EXERCISE DIRECTIONS
Write out each line of the entries below that holds the word "probed".

--- ENTRIES SUPPLIED Enclosed Below ---

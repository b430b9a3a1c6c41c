//! Multi-strategy loop device discovery.
//!
//! The kernel offers no "list all loop bindings" call, so enumeration walks
//! three fallback stages of increasing cost:
//!
//! 1. sysfs block directory (used-only searches, when it exists) — the
//!    cheapest source of in-use devices; when this stage runs, it is also
//!    the last, so no device is reported twice;
//! 2. the conventional default range `loop0..loop7`, probed by constructed
//!    path with no directory listing at all;
//! 3. an exhaustive scan of the device directory (or the `loop/` subdir)
//!    for loop-major nodes with minor >= 8, in version-aware name order.
//!
//! One `LoopSearch` is a single forward pass; permission failures are
//! counted, not fatal, so `find_free` can tell "all denied" from "none
//! free" from "no loop support at all".

use crate::error::{LoopError, LoopResult};
use crate::probe::{is_loop_device, is_loop_used, LOOP_MAJOR};
use std::cmp::Ordering;
use std::collections::VecDeque;
use std::fs::{self, File};
use std::io;
use std::os::unix::fs::{FileTypeExt, MetadataExt};
use std::path::{Path, PathBuf};

/// Number of conventionally present devices (`/dev/loop0..7`).
pub const DEFAULT_LOOP_COUNT: u32 = 8;

/// Which devices a search should yield.
#[derive(Debug, Clone, Copy, PartialEq, Eq)]
pub enum FilterMode {
    Any,
    UsedOnly,
    FreeOnly,
}

/// Filesystem roots consulted during enumeration.
///
/// Injected explicitly so searches can run against a fixture tree in tests
/// and so no path is process-global state.
#[derive(Debug, Clone)]
pub struct DeviceTopology {
    /// Directory of device nodes, conventionally `/dev`.
    pub dev_dir: PathBuf,
    /// Optional loop-specific subdirectory (`/dev/loop/N` layout).
    pub loop_subdir: PathBuf,
    /// sysfs block-device directory used to accelerate used-device search.
    pub sysfs_block_dir: PathBuf,
}

impl Default for DeviceTopology {
    fn default() -> Self {
        Self {
            dev_dir: PathBuf::from("/dev"),
            loop_subdir: PathBuf::from("/dev/loop"),
            sysfs_block_dir: PathBuf::from("/sys/block"),
        }
    }
}

/// An open, read-only handle on a discovered loop device.
///
/// The handle is exclusively owned; dropping the ref releases it.
#[derive(Debug)]
pub struct LoopDeviceRef {
    pub path: PathBuf,
    pub file: File,
}

/// Running totals for one enumeration pass.
#[derive(Debug, Clone, Copy, Default, PartialEq, Eq)]
pub struct SearchCounters {
    /// Loop device nodes that were found to exist.
    pub attempted: usize,
    /// Nodes that exist but could not be opened for lack of permission.
    pub permission_denied: usize,
}

#[derive(Debug)]
enum Stage {
    Sysfs,
    DefaultRange(u32),
    Scan,
    Done,
}

/// Lazy, finite, single-pass cursor over existing loop devices.
pub struct LoopSearch {
    topology: DeviceTopology,
    mode: FilterMode,
    use_subdir: bool,
    stage: Stage,
    pending: Option<VecDeque<PathBuf>>,
    counters: SearchCounters,
}

impl LoopSearch {
    /// Start a search. Fails only when the device directory is absent.
    pub fn open(topology: &DeviceTopology, mode: FilterMode) -> LoopResult<Self> {
        if !topology.dev_dir.is_dir() {
            return Err(LoopError::NotFound {
                path: topology.dev_dir.clone(),
            });
        }

        let use_subdir = topology.loop_subdir.is_dir();
        let stage = if mode == FilterMode::UsedOnly && topology.sysfs_block_dir.is_dir() {
            Stage::Sysfs
        } else {
            Stage::DefaultRange(0)
        };

        Ok(Self {
            topology: topology.clone(),
            mode,
            use_subdir,
            stage,
            pending: None,
            counters: SearchCounters::default(),
        })
    }

    /// Totals accumulated so far; meaningful once the search is exhausted.
    pub fn counters(&self) -> SearchCounters {
        self.counters
    }

    fn device_node_path(&self, num: u64) -> PathBuf {
        if self.use_subdir {
            self.topology.loop_subdir.join(num.to_string())
        } else {
            self.topology.dev_dir.join(format!("loop{num}"))
        }
    }

    /// Open `path` read-only and hand it back if it matches the filter.
    /// Bookkeeping happens here: the node exists, so it counts as attempted;
    /// EACCES feeds the permission counter and the search moves on.
    fn consider(&mut self, path: PathBuf) -> Option<LoopDeviceRef> {
        self.counters.attempted += 1;
        match File::open(&path) {
            Ok(file) => {
                let wanted = match self.mode {
                    FilterMode::Any => true,
                    FilterMode::UsedOnly => is_loop_used(&file),
                    FilterMode::FreeOnly => !is_loop_used(&file),
                };
                if wanted {
                    Some(LoopDeviceRef { path, file })
                } else {
                    None
                }
            }
            Err(err) => {
                if err.kind() == io::ErrorKind::PermissionDenied {
                    self.counters.permission_denied += 1;
                }
                None
            }
        }
    }

    fn sysfs_listing(&self) -> VecDeque<PathBuf> {
        let mut numbers: Vec<u64> = list_dir_names(&self.topology.sysfs_block_dir)
            .iter()
            .filter_map(|name| parse_loop_number(name))
            .collect();
        numbers.sort_unstable();
        numbers
            .into_iter()
            .map(|num| self.device_node_path(num))
            .collect()
    }

    fn scan_listing(&self) -> VecDeque<PathBuf> {
        let (dir, numeric_names) = if self.use_subdir {
            (&self.topology.loop_subdir, true)
        } else {
            (&self.topology.dev_dir, false)
        };

        let mut names: Vec<String> = list_dir_names(dir)
            .into_iter()
            .filter(|name| {
                let num = if numeric_names {
                    name.parse::<u64>().ok()
                } else {
                    parse_loop_number(name)
                };
                num.is_some_and(|n| n >= u64::from(DEFAULT_LOOP_COUNT))
            })
            .collect();
        names.sort_by(|a, b| version_cmp(a, b));
        names.into_iter().map(|name| dir.join(name)).collect()
    }

    fn next_pending(&mut self) -> Option<PathBuf> {
        self.pending.as_mut().and_then(VecDeque::pop_front)
    }
}

impl Iterator for LoopSearch {
    type Item = LoopDeviceRef;

    fn next(&mut self) -> Option<LoopDeviceRef> {
        loop {
            match self.stage {
                // A) /sys/block/loopN. Terminal: the listing covers every
                // existing device, so falling through to the later stages
                // would double-report loop0..7.
                Stage::Sysfs => {
                    if self.pending.is_none() {
                        self.pending = Some(self.sysfs_listing());
                    }
                    while let Some(path) = self.next_pending() {
                        if !is_loop_device(&path) {
                            continue;
                        }
                        if let Some(dev) = self.consider(path) {
                            return Some(dev);
                        }
                    }
                    self.pending = None;
                    self.stage = Stage::Done;
                }

                // B) the classic first eight devices, enough for almost
                // every system, probed without any directory listing.
                Stage::DefaultRange(next) => {
                    if next >= DEFAULT_LOOP_COUNT {
                        self.stage = Stage::Scan;
                        continue;
                    }
                    self.stage = Stage::DefaultRange(next + 1);
                    let path = self.device_node_path(u64::from(next));
                    if !is_loop_device(&path) {
                        continue;
                    }
                    if let Some(dev) = self.consider(path) {
                        return Some(dev);
                    }
                }

                // C) worst case: scan the whole device directory for
                // loop-major nodes beyond the default range.
                Stage::Scan => {
                    if self.pending.is_none() {
                        self.pending = Some(self.scan_listing());
                    }
                    while let Some(path) = self.next_pending() {
                        let Ok(meta) = fs::metadata(&path) else {
                            continue;
                        };
                        if !meta.file_type().is_block_device()
                            || libc::major(meta.rdev()) != LOOP_MAJOR
                            || u64::from(libc::minor(meta.rdev()))
                                < u64::from(DEFAULT_LOOP_COUNT)
                        {
                            continue;
                        }
                        if let Some(dev) = self.consider(path) {
                            return Some(dev);
                        }
                    }
                    self.pending = None;
                    self.stage = Stage::Done;
                }

                Stage::Done => return None,
            }
        }
    }
}

fn list_dir_names(dir: &Path) -> Vec<String> {
    let Ok(entries) = fs::read_dir(dir) else {
        return Vec::new();
    };
    entries
        .filter_map(|entry| entry.ok())
        .filter_map(|entry| entry.file_name().into_string().ok())
        .collect()
}

/// Parse the numeric suffix of a `loop<N>` name. Anything else is `None`.
pub(crate) fn parse_loop_number(name: &str) -> Option<u64> {
    let digits = name.strip_prefix("loop")?;
    if digits.is_empty() || !digits.bytes().all(|b| b.is_ascii_digit()) {
        return None;
    }
    digits.parse().ok()
}

/// Version-aware name ordering: digit runs compare numerically, everything
/// else byte-wise. Matches the scan order users expect (`loop9 < loop10`).
pub(crate) fn version_cmp(a: &str, b: &str) -> Ordering {
    let a = a.as_bytes();
    let b = b.as_bytes();
    let (mut i, mut j) = (0, 0);

    while i < a.len() && j < b.len() {
        if a[i].is_ascii_digit() && b[j].is_ascii_digit() {
            let ai = i + a[i..].iter().take_while(|c| c.is_ascii_digit()).count();
            let bj = j + b[j..].iter().take_while(|c| c.is_ascii_digit()).count();
            let run_a = trim_leading_zeros(&a[i..ai]);
            let run_b = trim_leading_zeros(&b[j..bj]);
            let ord = run_a
                .len()
                .cmp(&run_b.len())
                .then_with(|| run_a.cmp(run_b))
                // Equal values with different raw widths: the run with more
                // leading zeros sorts first, as in strverscmp.
                .then_with(|| (bj - j).cmp(&(ai - i)));
            if ord != Ordering::Equal {
                return ord;
            }
            i = ai;
            j = bj;
        } else {
            if a[i] != b[j] {
                return a[i].cmp(&b[j]);
            }
            i += 1;
            j += 1;
        }
    }
    (a.len() - i).cmp(&(b.len() - j))
}

fn trim_leading_zeros(digits: &[u8]) -> &[u8] {
    let start = digits
        .iter()
        .take_while(|&&b| b == b'0')
        .count()
        .min(digits.len().saturating_sub(1));
    &digits[start..]
}

#[cfg(test)]
mod tests {
    use super::*;
    use tempfile::tempdir;

    #[test]
    fn loop_number_parsing() {
        assert_eq!(parse_loop_number("loop0"), Some(0));
        assert_eq!(parse_loop_number("loop17"), Some(17));
        assert_eq!(parse_loop_number("loop"), None);
        assert_eq!(parse_loop_number("loop1p1"), None);
        assert_eq!(parse_loop_number("sda"), None);
    }

    #[test]
    fn version_order_sorts_numerically() {
        let mut names = vec!["loop10", "loop9", "loop100", "loop11"];
        names.sort_by(|a, b| version_cmp(a, b));
        assert_eq!(names, vec!["loop9", "loop10", "loop11", "loop100"]);
    }

    #[test]
    fn version_order_falls_back_to_bytes() {
        assert_eq!(version_cmp("loopa", "loopb"), Ordering::Less);
        assert_eq!(version_cmp("loop2", "loop2"), Ordering::Equal);
    }

    #[test]
    fn version_order_puts_leading_zeros_first() {
        assert_eq!(version_cmp("loop02", "loop2"), Ordering::Less);
        assert_eq!(version_cmp("loop2", "loop02"), Ordering::Greater);
        assert_eq!(version_cmp("loop010", "loop10"), Ordering::Less);
    }

    #[test]
    fn missing_dev_dir_is_an_error() {
        let topology = DeviceTopology {
            dev_dir: PathBuf::from("/no/such/dev"),
            loop_subdir: PathBuf::from("/no/such/dev/loop"),
            sysfs_block_dir: PathBuf::from("/no/such/sys"),
        };
        assert!(matches!(
            LoopSearch::open(&topology, FilterMode::Any),
            Err(LoopError::NotFound { .. })
        ));
    }

    #[test]
    fn empty_topology_yields_nothing_with_zero_attempts() {
        let dev = tempdir().unwrap();
        let topology = DeviceTopology {
            dev_dir: dev.path().to_path_buf(),
            loop_subdir: dev.path().join("loop"),
            sysfs_block_dir: dev.path().join("sys-block"),
        };

        let mut search = LoopSearch::open(&topology, FilterMode::FreeOnly).unwrap();
        assert!(search.next().is_none());
        assert_eq!(search.counters(), SearchCounters::default());
        // Single pass: exhausted cursors stay exhausted.
        assert!(search.next().is_none());
    }

    #[test]
    fn regular_files_named_like_loops_are_skipped() {
        // Without mknod we cannot create block nodes, but the enumerator
        // must still refuse to treat plain files as devices.
        let dev = tempdir().unwrap();
        for n in [0, 1, 9] {
            std::fs::write(dev.path().join(format!("loop{n}")), b"").unwrap();
        }
        let topology = DeviceTopology {
            dev_dir: dev.path().to_path_buf(),
            loop_subdir: dev.path().join("loop"),
            sysfs_block_dir: dev.path().join("sys-block"),
        };

        let mut search = LoopSearch::open(&topology, FilterMode::Any).unwrap();
        assert!(search.next().is_none());
        assert_eq!(search.counters().attempted, 0);
    }
}
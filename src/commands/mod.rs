mod check;
mod fix;

pub use check::*;
pub use fix::*;

use crate::cli::{CommonOptions, StyleOptions};
use crate::config::Config;
use crate::engine::DocStyle;
use crate::exclusion::collect_go_files;
use anyhow::{Context, Result};
use std::path::{Path, PathBuf};

/// Everything a fix or check run needs before touching any file.
struct RunPlan {
    style: DocStyle,
    files: Vec<PathBuf>,
}

fn plan_run(
    root: &Path,
    paths: &[PathBuf],
    style: &StyleOptions,
    common: &CommonOptions,
) -> Result<RunPlan> {
    let config = Config::load(root)?;
    let doc_style = config.doc_style(style.format.as_deref(), style.auto_description)?;
    let exclusion = common.exclusion_config(&config);

    let files = collect_go_files(root, paths, &exclusion)
        .with_context(|| format!("Failed to collect Go files under {}", root.display()))?;

    tracing::info!(
        "Found {} Go files under {} (format {:?}, auto description {})",
        files.len(),
        root.display(),
        doc_style.format(),
        doc_style.auto_description()
    );

    Ok(RunPlan {
        style: doc_style,
        files,
    })
}

/// Path shown to the user: relative to root when possible.
fn display_path(path: &Path, root: &Path) -> String {
    path.strip_prefix(root)
        .unwrap_or(path)
        .to_string_lossy()
        .to_string()
}
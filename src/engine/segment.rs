//! Identifier segmentation.
//!
//! Splits a Go identifier into word fragments by character class so a
//! readable description can be synthesized from names like `PDFLoader` or
//! `HTTPServer2`.
//!
//! Gotchas:
//!     - Classes come from the Unicode derived properties behind
//!       `char::is_lowercase`, `is_uppercase` and `is_numeric`. These are
//!       wider than the general categories Ll, Lu and Nd: `ª` counts as lower,
//!       `Ⅷ` as upper and `²` as a digit. Letters and digits of the cased
//!       scripts (Latin, Greek, Cyrillic, ...) classify the same either way.

/// Character class used to group code points into fragments.
#[derive(Debug, Clone, Copy, PartialEq, Eq)]
enum CharClass {
    Lower,
    Upper,
    Digit,
    Other,
}

impl CharClass {
    fn of(c: char) -> Self {
        if c.is_lowercase() {
            CharClass::Lower
        } else if c.is_uppercase() {
            CharClass::Upper
        } else if c.is_numeric() {
            CharClass::Digit
        } else {
            CharClass::Other
        }
    }
}

/// Split an identifier into its word fragments.
///
/// Consecutive code points of the same class form one fragment. A single
/// pass then hands the last letter of an upper-case run to a following
/// lower-case run, so `"PDFL" "oader"` becomes `"PDF" "Loader"`. The pass
/// looks at the classes as they were before any letter moved.
///
/// Concatenating the result always yields `name` again.
pub fn segment(name: &str) -> Vec<String> {
    let mut runs: Vec<(CharClass, Vec<char>)> = Vec::new();

    for c in name.chars() {
        let class = CharClass::of(c);
        match runs.last_mut() {
            Some((last, chars)) if *last == class => chars.push(c),
            _ => runs.push((class, vec![c])),
        }
    }

    for i in 0..runs.len().saturating_sub(1) {
        if runs[i].0 == CharClass::Upper && runs[i + 1].0 == CharClass::Lower {
            if let Some(moved) = runs[i].1.pop() {
                runs[i + 1].1.insert(0, moved);
            }
        }
    }

    runs.into_iter()
        .filter(|(_, chars)| !chars.is_empty())
        .map(|(_, chars)| chars.into_iter().collect())
        .collect()
}

/// Build the lower-cased, space separated description for `name`.
pub fn describe(name: &str) -> String {
    segment(name)
        .iter()
        .map(|fragment| fragment.to_lowercase())
        .collect::<Vec<_>>()
        .join(" ")
}

#[cfg(test)]
mod tests {
    use super::*;

    #[test]
    fn test_segment_camel_case() {
        assert_eq!(segment("CamelCase"), vec!["Camel", "Case"]);
        assert_eq!(segment("lowerCamel"), vec!["lower", "Camel"]);
        assert_eq!(segment("lowercase"), vec!["lowercase"]);
    }

    #[test]
    fn test_segment_acronym_boundary() {
        assert_eq!(segment("PDFLoader"), vec!["PDF", "Loader"]);
        assert_eq!(segment("HTTPServer"), vec!["HTTP", "Server"]);
        assert_eq!(segment("GL11Version"), vec!["GL", "11", "Version"]);
        assert_eq!(segment("ServeHTTP"), vec!["Serve", "HTTP"]);
    }

    #[test]
    fn test_segment_digits_and_other() {
        assert_eq!(segment("CamelCase2"), vec!["Camel", "Case", "2"]);
        assert_eq!(segment("Max_Retries"), vec!["Max", "_", "Retries"]);
        assert_eq!(segment("BadUTF8"), vec!["Bad", "UTF", "8"]);
    }

    #[test]
    fn test_segment_single_letters() {
        assert_eq!(segment("X"), vec!["X"]);
        assert_eq!(segment("Ab"), vec!["Ab"]);
        assert_eq!(segment("AbC"), vec!["Ab", "C"]);
    }

    #[test]
    fn test_segment_unicode() {
        assert_eq!(segment("ÜberCool"), vec!["Über", "Cool"]);
        assert_eq!(segment("日本語"), vec!["日本語"]);
    }

    #[test]
    fn test_segment_cased_scripts() {
        assert_eq!(segment("ΑλφαBeta"), vec!["Αλφα", "Beta"]);
        assert_eq!(segment("ПриветМир42"), vec!["Привет", "Мир", "42"]);
    }

    #[test]
    fn test_segment_empty() {
        assert!(segment("").is_empty());
    }

    #[test]
    fn test_segment_reconstructs_name() {
        for name in [
            "PDFLoader",
            "HTTPServer2Go",
            "a_b__C",
            "XMLHttpRequest",
            "IDs",
            "ÀÉÎõü9x",
        ] {
            assert_eq!(segment(name).concat(), name, "fragments of {}", name);
            assert!(segment(name).iter().all(|f| !f.is_empty()));
        }
    }

    #[test]
    fn test_describe() {
        assert_eq!(describe("CamelCase"), "camel case");
        assert_eq!(describe("PDFLoader"), "pdf loader");
        assert_eq!(describe("NewHTTPClient"), "new http client");
    }
}
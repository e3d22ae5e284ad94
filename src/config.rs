//! Configuration file parsing for autogodoc.toml.
//!
//! Invariants:
//!     - Config::load returns the default config if autogodoc.toml doesn't exist
//!     - The resolved DocStyle is built once per run and never mutated
//!     - CLI flags win over the file; exclude patterns from both are merged
//!
//! Gotchas:
//!     - A format template must be a single line with exactly one `%s` (`%%`
//!       is a literal percent), and the line it renders must already satisfy
//!       the rewriter, or repeated runs would keep editing the same comment

use crate::engine::{classify, placeholder_count, DocDefect, DocStyle, DEFAULT_FORMAT};
use serde::Deserialize;
use std::fs;
use std::path::{Path, PathBuf};
use thiserror::Error;

/// Name of the configuration file looked up in the project root
pub const CONFIG_FILE: &str = "autogodoc.toml";

#[derive(Error, Debug)]
pub enum ConfigError {
    #[error("Failed to read {path}: {source}")]
    Read {
        path: PathBuf,
        #[source]
        source: std::io::Error,
    },
    #[error("Failed to parse {path}: {source}")]
    Parse {
        path: PathBuf,
        #[source]
        source: toml::de::Error,
    },
    #[error("Invalid comment format {format:?}: {reason}")]
    InvalidFormat { format: String, reason: String },
}

/// Main configuration structure matching autogodoc.toml
#[derive(Debug, Deserialize, Default, PartialEq)]
#[serde(default)]
pub struct Config {
    /// Comment template with one `%s` for the identifier name
    pub format: Option<String>,

    /// Synthesize a description from the identifier instead of using `format`
    pub auto_description: bool,

    /// Exclusion patterns (gitignore-style)
    pub exclude: Vec<String>,
}

impl Config {
    /// Load configuration from autogodoc.toml in the given root directory
    pub fn load(root: &Path) -> Result<Self, ConfigError> {
        let config_path = root.join(CONFIG_FILE);

        if !config_path.exists() {
            return Ok(Self::default());
        }

        let content = fs::read_to_string(&config_path).map_err(|source| ConfigError::Read {
            path: config_path.clone(),
            source,
        })?;

        let config = toml::from_str(&content).map_err(|source| ConfigError::Parse {
            path: config_path.clone(),
            source,
        })?;

        tracing::debug!("Loaded {}", config_path.display());
        Ok(config)
    }

    /// Resolve the doc style, letting CLI values override the file.
    pub fn doc_style(
        &self,
        cli_format: Option<&str>,
        cli_auto_description: bool,
    ) -> Result<DocStyle, ConfigError> {
        let format = cli_format
            .or(self.format.as_deref())
            .unwrap_or(DEFAULT_FORMAT);
        validate_format(format)?;

        Ok(DocStyle::new(
            format,
            cli_auto_description || self.auto_description,
        ))
    }
}

/// Check that a comment template is usable.
pub fn validate_format(format: &str) -> Result<(), ConfigError> {
    let invalid = |reason: &str| ConfigError::InvalidFormat {
        format: format.to_string(),
        reason: reason.to_string(),
    };

    if format.contains(['\n', '\r']) {
        return Err(invalid("must be a single line"));
    }

    match placeholder_count(format) {
        None => return Err(invalid("unsupported % verb, use %% for a literal percent")),
        Some(0) => return Err(invalid("missing %s placeholder for the name")),
        Some(1) => {}
        Some(_) => return Err(invalid("more than one %s placeholder")),
    }

    let probe = "Probe";
    let rendered = DocStyle::new(format, false).render(probe);
    match classify(probe, &[rendered]) {
        DocDefect::WellFormed | DocDefect::JustName => Ok(()),
        _ => Err(invalid("rendered comment must start with \"// %s \"")),
    }
}

#[cfg(test)]
mod tests {
    use super::*;
    use tempfile::TempDir;

    #[test]
    fn test_default_config() {
        let config = Config::default();
        assert!(config.format.is_none());
        assert!(!config.auto_description);
        assert!(config.exclude.is_empty());
    }

    #[test]
    fn test_load_missing_config() {
        let temp_dir = TempDir::new().unwrap();
        let config = Config::load(temp_dir.path()).unwrap();
        assert_eq!(config, Config::default());
    }

    #[test]
    fn test_load_basic_config() {
        let temp_dir = TempDir::new().unwrap();
        let config_content = r#"
format = "// %s TODO: document."
auto_description = true
exclude = ["internal/legacy/**", "*.pb.go"]
"#;
        fs::write(temp_dir.path().join(CONFIG_FILE), config_content).unwrap();

        let config = Config::load(temp_dir.path()).unwrap();
        assert_eq!(config.format.as_deref(), Some("// %s TODO: document."));
        assert!(config.auto_description);
        assert_eq!(config.exclude, vec!["internal/legacy/**", "*.pb.go"]);
    }

    #[test]
    fn test_load_invalid_config() {
        let temp_dir = TempDir::new().unwrap();
        fs::write(temp_dir.path().join(CONFIG_FILE), "format = [").unwrap();

        let err = Config::load(temp_dir.path()).unwrap_err();
        assert!(matches!(err, ConfigError::Parse { .. }));
        assert!(err.to_string().contains(CONFIG_FILE));
    }

    #[test]
    fn test_doc_style_defaults() {
        let style = Config::default().doc_style(None, false).unwrap();
        assert_eq!(style, DocStyle::default());
    }

    #[test]
    fn test_doc_style_cli_overrides_file() {
        let config = Config {
            format: Some("// %s from file.".to_string()),
            auto_description: false,
            exclude: vec![],
        };

        let style = config.doc_style(None, false).unwrap();
        assert_eq!(style.format(), "// %s from file.");

        let style = config.doc_style(Some("// %s from cli."), true).unwrap();
        assert_eq!(style.format(), "// %s from cli.");
        assert!(style.auto_description());
    }

    #[test]
    fn test_doc_style_file_auto_description() {
        let config = Config {
            auto_description: true,
            ..Config::default()
        };
        assert!(config.doc_style(None, false).unwrap().auto_description());
    }

    #[test]
    fn test_validate_format() {
        assert!(validate_format(DEFAULT_FORMAT).is_ok());
        assert!(validate_format("// %s").is_ok());
        assert!(validate_format("// %s TODO").is_ok());

        assert!(validate_format("// missing godoc.").is_err());
        assert!(validate_format("// %s %s").is_err());
        assert!(validate_format("//%s: TODO").is_err());
        assert!(validate_format("/* %s */").is_err());

        assert!(validate_format("// %s x\nbroken").is_err());
        assert!(validate_format("// %s x\r\n").is_err());
        assert!(validate_format("// %s 100%% undocumented.").is_ok());
        assert!(validate_format("// %s 100% undocumented.").is_err());
    }

    #[test]
    fn test_invalid_format_message() {
        let err = Config::default().doc_style(Some("TODO"), false).unwrap_err();
        assert_eq!(
            err.to_string(),
            "Invalid comment format \"TODO\": missing %s placeholder for the name"
        );
    }
}
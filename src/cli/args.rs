//! Command-line interface definitions.
//!
//! Global flags (root, verbose) live on Cli and propagate to every
//! subcommand; style and exclusion flags are shared through flattened option
//! structs so fix and check accept the same set.

use crate::config::Config;
use crate::exclusion::ExclusionConfig;
use clap::{ArgAction, Args, Parser, Subcommand};
use std::path::PathBuf;

#[derive(Parser)]
#[command(name = "autogodoc")]
#[command(
    author,
    version,
    about = "Add or repair godoc comments on exported Go declarations"
)]
#[command(propagate_version = true)]
pub struct Cli {
    /// Path to the Go code (defaults to current directory)
    #[arg(short, long, global = true, visible_alias = "code-path")]
    pub root: Option<PathBuf>,

    /// Verbosity level (-v, -vv, -vvv)
    #[arg(short, long, global = true, action = ArgAction::Count)]
    pub verbose: u8,

    #[command(subcommand)]
    pub command: Commands,
}

#[derive(Subcommand)]
pub enum Commands {
    /// Rewrite doc comments of exported declarations in place
    Fix(FixArgs),

    /// Report exported declarations whose doc comments need fixing
    Check(CheckArgs),
}

/// How synthesized comments are rendered
#[derive(Args, Clone, Default)]
pub struct StyleOptions {
    /// Comment template, `%s` is replaced with the name [default: "// %s missing godoc."]
    #[arg(long, value_name = "TEMPLATE")]
    pub format: Option<String>,

    /// Describe declarations by splitting their names instead of using the template
    #[arg(long)]
    pub auto_description: bool,
}

/// Options shared between fix and check
#[derive(Args, Clone, Default)]
pub struct CommonOptions {
    /// Exclude files/directories matching glob pattern (can be repeated)
    #[arg(long, value_name = "PATTERN")]
    pub exclude: Vec<String>,

    /// Don't respect .gitignore files
    #[arg(long)]
    pub no_gitignore: bool,
}

impl CommonOptions {
    /// Create an ExclusionConfig from these options, merging with config file patterns
    pub fn exclusion_config(&self, config: &Config) -> ExclusionConfig {
        let mut patterns = config.exclude.clone();
        patterns.extend(self.exclude.iter().cloned());
        ExclusionConfig {
            patterns,
            respect_gitignore: !self.no_gitignore,
        }
    }
}

#[derive(Args, Default)]
pub struct FixArgs {
    /// Specific files or directories to process
    #[arg(value_name = "PATH")]
    pub paths: Vec<PathBuf>,

    /// Dry run - report files that would change without writing
    #[arg(long)]
    pub dry_run: bool,

    #[command(flatten)]
    pub style: StyleOptions,

    #[command(flatten)]
    pub common: CommonOptions,
}

#[derive(Args, Default)]
pub struct CheckArgs {
    /// Specific files or directories to check
    #[arg(value_name = "PATH")]
    pub paths: Vec<PathBuf>,

    /// Print findings as JSON
    #[arg(long)]
    pub json: bool,

    #[command(flatten)]
    pub style: StyleOptions,

    #[command(flatten)]
    pub common: CommonOptions,
}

--- End of Enclosed ENTRIES SUPPLIED ---

REPLY TO THE EXERCISE
//! 2. the conventional default range `loop0..loop7`, probed by constructed
                // every system, probed without any directory listing.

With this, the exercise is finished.